FastTree can output polytomies when sequence alignments cannot distinguish between competing tree resolutions. We removed any gene tree where more than 50% of the internal nodes were polytomies. This pruning left fewer than 500 genes for three replicates of the 200 taxon/500 K/1e-06 and 50-taxon model conditions, two replicates of the 100-taxon model condition and one replicate of the 10-taxon model condition. Those nine replicates (out of 550) were removed from our analyses.

4.3 Species tree methods

We run all methods given a maximum of 4 days of running time and 24 GB of memory. We compare ASTRAL-I to ASTRAL-II and ASTRAL-II to NJst and CA-ML run using FastTree. MP-EST only finished for datasets with at most 100 taxa within time limits. Because of its running time, we ran MP-EST once (one random seed number) for each analysis. NJst, ASTRAL-I and MP-EST could not handle polytomies; therefore, we randomly resolved polytomies in inputs of these methods.
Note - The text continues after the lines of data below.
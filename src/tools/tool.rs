//! The [`Tool`] trait and its closure-backed implementation.

use std::fmt;
use std::future::Future;
use std::pin::Pin;
use std::sync::Arc;

use async_trait::async_trait;
use serde::{Deserialize, Serialize};
use serde_json::Value;

use super::arguments::ToolArguments;
use super::schema::AgentToolParameters;
use crate::error::Result;

/// Request-scoped data a tool may consult.
#[derive(Debug, Clone, Default)]
pub struct ToolExecutionContext {
    pub thread_id: String,
    pub principal_id: String,
    pub call_id: String,
}

/// A capability the agent can invoke mid-run.
#[async_trait]
pub trait Tool: Send + Sync {
    /// Name the model uses to call the tool.
    fn name(&self) -> &str;

    fn description(&self) -> &str;

    fn parameters(&self) -> &AgentToolParameters;

    async fn execute(&self, args: &ToolArguments, ctx: &ToolExecutionContext) -> Result<Value>;

    /// Provider-facing definition of this tool.
    fn definition(&self) -> ToolDefinition {
        ToolDefinition {
            name: self.name().to_string(),
            description: self.description().to_string(),
            parameters: self.parameters().schema.clone(),
        }
    }
}

/// Name, description and input schema sent to the model.
#[derive(Debug, Clone, PartialEq, Serialize, Deserialize)]
pub struct ToolDefinition {
    pub name: String,
    pub description: String,
    pub parameters: Value,
}

type BoxedHandler = dyn Fn(ToolArguments, ToolExecutionContext) -> Pin<Box<dyn Future<Output = Result<Value>> + Send>>
    + Send
    + Sync;

/// Tool backed by an async closure.
pub struct AgentTool {
    name: String,
    description: String,
    parameters: AgentToolParameters,
    handler: Arc<BoxedHandler>,
}

impl AgentTool {
    pub fn new<F, Fut>(
        name: impl Into<String>,
        description: impl Into<String>,
        parameters: AgentToolParameters,
        handler: F,
    ) -> Self
    where
        F: Fn(ToolArguments, ToolExecutionContext) -> Fut + Send + Sync + 'static,
        Fut: Future<Output = Result<Value>> + Send + 'static,
    {
        Self {
            name: name.into(),
            description: description.into(),
            parameters,
            handler: Arc::new(move |args, ctx| Box::pin(handler(args, ctx))),
        }
    }
}

#[async_trait]
impl Tool for AgentTool {
    fn name(&self) -> &str {
        &self.name
    }

    fn description(&self) -> &str {
        &self.description
    }

    fn parameters(&self) -> &AgentToolParameters {
        &self.parameters
    }

    async fn execute(&self, args: &ToolArguments, ctx: &ToolExecutionContext) -> Result<Value> {
        (self.handler)(args.clone(), ctx.clone()).await
    }
}

impl fmt::Debug for AgentTool {
    fn fmt(&self, f: &mut fmt::Formatter<'_>) -> fmt::Result {
        f.debug_struct("AgentTool")
            .field("name", &self.name)
            .finish_non_exhaustive()
    }
}

#[cfg(test)]
mod tests {
    use super::*;
    use crate::error::RelayError;
    use serde_json::json;

    #[tokio::test]
    async fn closure_tool_receives_arguments_and_context() {
        let tool = AgentTool::new(
            "echo",
            "Echo the input",
            AgentToolParameters::object().string("text", "Text", true).build(),
            |args, ctx| async move {
                Ok(json!({ "text": args.get_str("text")?, "thread": ctx.thread_id }))
            },
        );
        let ctx = ToolExecutionContext {
            thread_id: "thread-1".into(),
            ..Default::default()
        };
        let out = tool
            .execute(&ToolArguments::new(json!({ "text": "hi" })), &ctx)
            .await
            .unwrap();
        assert_eq!(out, json!({ "text": "hi", "thread": "thread-1" }));
        assert_eq!(tool.definition().name, "echo");
    }

    #[tokio::test]
    async fn handler_errors_propagate() {
        let tool = AgentTool::new("fail", "Always fails", AgentToolParameters::empty(), |_, _| async {
            Err(RelayError::tool("fail", "boom"))
        });
        let err = tool
            .execute(&ToolArguments::new(json!({})), &ToolExecutionContext::default())
            .await
            .unwrap_err();
        assert!(matches!(err, RelayError::ToolExecution { .. }));
    }
}
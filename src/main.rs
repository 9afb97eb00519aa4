//! threadrelay binary entry point.

use std::io::Write;

use clap::Parser;
use threadrelay::cli::{ChatArgs, Cli, Commands, ServeArgs};
use threadrelay::client::{ChatClient, ChatStatus};
use threadrelay::server::{self, AppState};
use threadrelay::thread::{FileThreadIdStorage, Principal, ThreadId};
use threadrelay::types::UiPart;
use tracing_subscriber::{layer::SubscriberExt, util::SubscriberInitExt};

const DEFAULT_LOG_FILTER: &str = "threadrelay=info";

#[tokio::main]
async fn main() {
    let cli = Cli::parse();

    let result = match cli.command {
        Commands::Serve(args) => handle_serve(args).await,
        Commands::Chat(args) => handle_chat(args).await,
    };

    if let Err(e) = result {
        eprintln!("Error: {e}");
        std::process::exit(1);
    }
}

fn init_tracing(log_json: bool) {
    let env_filter = tracing_subscriber::EnvFilter::new(
        std::env::var("RUST_LOG").unwrap_or_else(|_| DEFAULT_LOG_FILTER.into()),
    );
    if log_json {
        tracing_subscriber::registry()
            .with(env_filter)
            .with(tracing_subscriber::fmt::layer().json())
            .init();
    } else {
        tracing_subscriber::registry()
            .with(env_filter)
            .with(tracing_subscriber::fmt::layer().with_writer(std::io::stderr))
            .init();
    }
}

async fn handle_serve(args: ServeArgs) -> Result<(), Box<dyn std::error::Error>> {
    init_tracing(args.log_json);
    let config = args.load_config()?;
    if config.api_key.is_none() {
        tracing::warn!("OPENROUTER_API_KEY is not set; every run will fail with an agent-unavailable error");
    }
    server::serve(AppState::from_config(config)?).await?;
    Ok(())
}

async fn handle_chat(args: ChatArgs) -> Result<(), Box<dyn std::error::Error>> {
    init_tracing(false);

    let principal = match &args.user {
        Some(user) => Principal::Authenticated(user.clone()),
        None => Principal::Anonymous,
    };
    let mut client = match args.thread.as_deref().and_then(ThreadId::parse) {
        Some(thread_id) => ChatClient::new(&args.url, thread_id),
        None => ChatClient::from_storage(&args.url, &FileThreadIdStorage::new_default(), &principal)?,
    };
    if let Some(user) = &args.user {
        client = client.with_user_id(user.clone());
    }

    let mut printed = 0usize;
    let mut stdout = std::io::stdout();
    let status = client
        .send_with(&args.prompt, |transcript| {
            let Some(message) = transcript.active_message() else {
                return;
            };
            let text = message.text_content();
            if text.len() > printed {
                let _ = write!(stdout, "{}", &text[printed..]);
                let _ = stdout.flush();
                printed = text.len();
            }
        })
        .await?;
    println!();

    if let Some(message) = client.transcript().messages().last() {
        for part in &message.parts {
            if let UiPart::Tool {
                tool_name, state, ..
            } = part
            {
                eprintln!("[{tool_name}: {state}]");
            }
        }
    }

    match status {
        ChatStatus::Ready => Ok(()),
        ChatStatus::Truncated => Err("response stream ended before completion".into()),
        ChatStatus::Failed { error } => Err(error.into()),
        ChatStatus::Streaming => Err("response stream still open".into()),
    }
}
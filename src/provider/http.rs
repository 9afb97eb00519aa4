//! Shared HTTP client and response helpers for model and tool backends.

use std::sync::OnceLock;
use std::time::Duration;

use reqwest::header::{HeaderMap, HeaderValue, AUTHORIZATION, CONTENT_TYPE};

use crate::error::RelayError;

static SHARED_CLIENT: OnceLock<reqwest::Client> = OnceLock::new();

/// Process-wide pooled client.
pub fn shared_client() -> &'static reqwest::Client {
    SHARED_CLIENT.get_or_init(|| {
        reqwest::Client::builder()
            .connect_timeout(Duration::from_secs(10))
            .pool_max_idle_per_host(10)
            .build()
            .unwrap_or_else(|err| {
                tracing::warn!(error = %err, "falling back to default HTTP client");
                reqwest::Client::new()
            })
    })
}

/// JSON content type plus a bearer token.
pub fn bearer_headers(api_key: &str) -> HeaderMap {
    let mut headers = HeaderMap::new();
    headers.insert(CONTENT_TYPE, HeaderValue::from_static("application/json"));
    if let Ok(value) = HeaderValue::from_str(&format!("Bearer {api_key}")) {
        headers.insert(AUTHORIZATION, value);
    }
    headers
}

/// Map a non-success upstream status to an error.
pub fn status_to_error(status: u16, body: &str) -> RelayError {
    let message = extract_error_message(body).unwrap_or_else(|| body.to_string());
    match status {
        401 | 403 => RelayError::Authentication(message),
        _ => RelayError::api(status, message),
    }
}

fn extract_error_message(body: &str) -> Option<String> {
    let value: serde_json::Value = serde_json::from_str(body).ok()?;
    value
        .get("error")
        .and_then(|e| e.get("message").or(Some(e)))
        .and_then(|m| m.as_str())
        .map(str::to_string)
}
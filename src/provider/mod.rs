//! Streaming model providers.
//!
//! A provider turns a message window plus tool definitions into a stream of
//! [`ModelDelta`]s for one model step. Providers are built per invocation
//! from a [`RunConfig`], never from ambient state.

pub mod http;
pub mod openai_compatible;

use std::sync::Arc;

use async_trait::async_trait;
use futures::stream::BoxStream;

use crate::config::RunConfig;
use crate::error::{RelayError, Result};
use crate::tools::ToolDefinition;
use crate::types::{FinishReason, ModelMessage};

pub use openai_compatible::OpenAiCompatibleProvider;

/// Input for one model step.
#[derive(Debug, Clone, Default)]
pub struct ProviderRequest {
    pub messages: Vec<ModelMessage>,
    pub tools: Vec<ToolDefinition>,
}

/// Incremental output of a model step.
#[derive(Debug, Clone, PartialEq)]
pub enum ModelDelta {
    Text(String),
    /// A tool call began; its arguments follow as [`ModelDelta::ToolCallArgs`].
    ToolCallStart { id: String, name: String },
    ToolCallArgs { id: String, delta: String },
    Finish(FinishReason),
}

pub type ModelDeltaStream = BoxStream<'static, Result<ModelDelta>>;

/// A streaming chat model.
#[async_trait]
pub trait ModelProvider: Send + Sync {
    fn provider_name(&self) -> &str;

    fn model_id(&self) -> &str;

    /// Start one model step. Errors before the first delta fail the step.
    async fn stream(&self, request: &ProviderRequest) -> Result<ModelDeltaStream>;
}

/// Builds a provider for each invocation.
pub trait ProviderFactory: Send + Sync {
    fn create(&self, run_config: &RunConfig) -> Result<Arc<dyn ModelProvider>>;
}

/// Factory for OpenAI-compatible endpoints (OpenRouter by default).
#[derive(Debug, Clone, Copy, Default)]
pub struct OpenAiCompatibleFactory;

impl ProviderFactory for OpenAiCompatibleFactory {
    fn create(&self, run_config: &RunConfig) -> Result<Arc<dyn ModelProvider>> {
        Ok(Arc::new(create_provider(run_config)?))
    }
}

/// Build the default provider, failing fast on a missing credential.
pub fn create_provider(run_config: &RunConfig) -> Result<OpenAiCompatibleProvider> {
    let api_key = run_config
        .api_key
        .as_deref()
        .filter(|key| !key.trim().is_empty())
        .ok_or_else(|| RelayError::AgentUnavailable("missing OPENROUTER_API_KEY".into()))?;
    if run_config.model_id.trim().is_empty() {
        return Err(RelayError::AgentUnavailable("no model configured".into()));
    }
    Ok(OpenAiCompatibleProvider::new(
        run_config.model_id.clone(),
        api_key.to_string(),
        run_config.base_url.clone(),
    ))
}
We also ran ASTRAL-II on gene trees with randomly resolved polytomies and observed no differences with ASTRAL-II run on gene trees with polytomies (Supplementary Fig. S12). Thus, differences between ASTRAL-II and other methods are not due to the random resolutions of polytomies.

4.4 Evaluation criteria

We evaluate methods in terms of species tree error and we also evaluate running time for coalescent-based methods. Species tree error is measured using the standard RF distance. Running time of summary methods is measured on a heterogeneous condor cluster and gives the wall clock running time.

5 Simulation results

We start by comparing ASTRAL-II with ASTRAL-I in terms of accuracy and running time (RQ1). We next focus on ASTRAL-II and compare it to other coalescent-based methods (RQ2) and then compare it to CA-ML (RQ3). This question leads us to a more in depth analysis of the effects of gene tree estimation error on the accuracy of various methods (RQ4). Finally, we evaluate the impact of collapsing low support branches in input gene trees on the accuracy of ASTRAL-II (RQ5).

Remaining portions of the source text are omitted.